Does your have Bluetooth? If yes, upload it to a computer with Bluetooth. =)

Your computer probably has one if you didn't convert the damned Mac into running Windows. ^_^

LiVEwiRe said...

What do I think? I think China Mieville could cut about 200-300 extraneous pages from his books if he would be less descriptive in his approach to so precisely defining, uh, drool. And other slimy stuff. ;)

Der Fuhrer said...

weird really, I was planning to take on New Weird for a blogpost having read that post on the 14thditch days ago.

skinnyblackcladdink said...

i'm staying out of this...except to say one thing: you're point about there 'not being a canon involved...'--very iffy, dude, as the so-called 'canon' which comprises the other thing you've been trying to dissect is also, well, iffy.

all i'm saying is: be careful how--and on what--you construct your points.

cat with the fiddle said...

hi banzai cat, would you happen to know the work "history of danish dreams" by peter hoeg? i've been looking for a copy for a long time now.

i didn't know of such a movement as slipstream until i read your entry about it, but i did a little research on the subject and found that it includes my favorite genre of magical realism.

does the term slipstream also apply to visual art?

banzai cat said...

charles: Alas, my phone is too low-tech to have bluetooth. :-(

livewire: Really? I didn't have too much problem with his verbiage. I suppose I've read other works also faulted with that same accusation that Mieville got a pass for me because he brought something new to the table. :-)

fuhrer: Hehe great minds think alike. And as for postin, you do know that you haven't posted since May?!? 8-O

skinny: Hahaha! Restraint from you, my friend? ;-D

As for my use of points, hey, I wasn't the one who used the term 'canon' in slipstream.

fiddle cat: Actually, the only book I've read of Hoeg is "Smilla's Sense of Snow" which was very interesting if I remember it rightly. I know I've been seeing "Danish Dreams" in 2ndhand bookshops so if you like, I can pick up a copy for you if I find one (or refer you to the shop if you're near the place).

On slipstream applicable to visual art, I think it's possible though I haven't heard it applied as such. (Interstitial, another term that's bandied around as much as slipstream in terms of writing, can and does seem to be applied to visual.
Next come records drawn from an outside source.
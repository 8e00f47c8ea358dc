//! Per-connection session state
//!
//! A `Session` is the server-side handle for one live connection: its
//! final nickname, the sending end of its outbound queue, its activity
//! timestamp, and a tri-state lifecycle flag. The socket itself is not
//! held here; the read half lives in the inbound reader task and the
//! write half in the dispatcher task.

use std::sync::atomic::{AtomicU8, Ordering};
use std::sync::Mutex;
use std::time::{Duration, Instant};

use tokio::sync::mpsc;
use tokio::sync::Notify;

use crate::error::RelayError;
use crate::protocol::Frame;

const ACTIVE: u8 = 0;
const CLOSING: u8 = 1;
const CLOSED: u8 = 2;

/// State for one registered connection
#[derive(Debug)]
pub struct Session {
    nickname: String,
    /// Producers enqueue here; only this session's dispatcher drains
    outbound: mpsc::Sender<Frame>,
    /// Written only by the inbound reader, on every received line
    last_active: Mutex<Instant>,
    /// Active -> Closing -> Closed, transitions are idempotent
    state: AtomicU8,
    /// Wakes the dispatcher when `close` cannot enqueue a Close frame
    closed: Notify,
}

impl Session {
    pub fn new(nickname: String, outbound: mpsc::Sender<Frame>) -> Self {
        Self {
            nickname,
            outbound,
            last_active: Mutex::new(Instant::now()),
            state: AtomicU8::new(ACTIVE),
            closed: Notify::new(),
        }
    }

    pub fn nickname(&self) -> &str {
        &self.nickname
    }

    /// Enqueue a frame for this session's dispatcher.
    ///
    /// Never blocks. Fails if the session is no longer active or its
    /// queue is full (slow consumer) or the dispatcher is gone.
    pub fn enqueue(&self, frame: Frame) -> Result<(), RelayError> {
        if self.state.load(Ordering::Acquire) != ACTIVE {
            return Err(RelayError::SessionClosed(self.nickname.clone()));
        }
        self.outbound
            .try_send(frame)
            .map_err(|_| RelayError::SessionClosed(self.nickname.clone()))
    }

    /// Record inbound activity
    pub fn touch(&self) {
        let mut last = self.last_active.lock().unwrap();
        *last = Instant::now();
    }

    /// Time since the last received line (or since registration)
    pub fn idle_for(&self) -> Duration {
        self.last_active.lock().unwrap().elapsed()
    }

    /// Begin teardown. Idempotent; returns true for the caller that
    /// actually initiated it.
    ///
    /// Enqueues a `Close` frame so the dispatcher drains anything
    /// already queued (a kick notice in particular) before stopping.
    /// If the queue is full, the dispatcher is woken directly instead.
    pub fn close(&self) -> bool {
        if self
            .state
            .compare_exchange(ACTIVE, CLOSING, Ordering::AcqRel, Ordering::Acquire)
            .is_err()
        {
            return false;
        }
        if self.outbound.try_send(Frame::Close).is_err() {
            self.closed.notify_one();
        }
        true
    }

    /// Final transition, called once teardown has completed
    pub fn mark_closed(&self) {
        self.state.store(CLOSED, Ordering::Release);
    }

    pub fn is_active(&self) -> bool {
        self.state.load(Ordering::Acquire) == ACTIVE
    }

    /// Resolves when `close` had to fall back to a direct wakeup
    pub async fn close_forced(&self) {
        self.closed.notified().await;
    }
}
Check out the interstitial website:

Der Fuhrer said...

not anymore :D

banzai cat said...

Ah, so you have. :-)

the cat with the fiddle said...

yes please, any which way to acquire 'danish dreams' is ok with me. i'm in the makati area on weekdays, BF homes paranaque/las pinas area on weekends.

since you also mentioned 'smilla', that one too, please... thanks!

banzai cat said...

Heh. Alright, will do.

So which ones of his books have you read?

cat with the fiddle said...

i have not read any of his books, unfortunately. that's why i've been hunting for his books for some time now.

if you find copies of 'smilla' and 'danish dreams', would it be ok if you could email me at hope it isn't too much to ask.


banzai cat said...

Not a problem :-)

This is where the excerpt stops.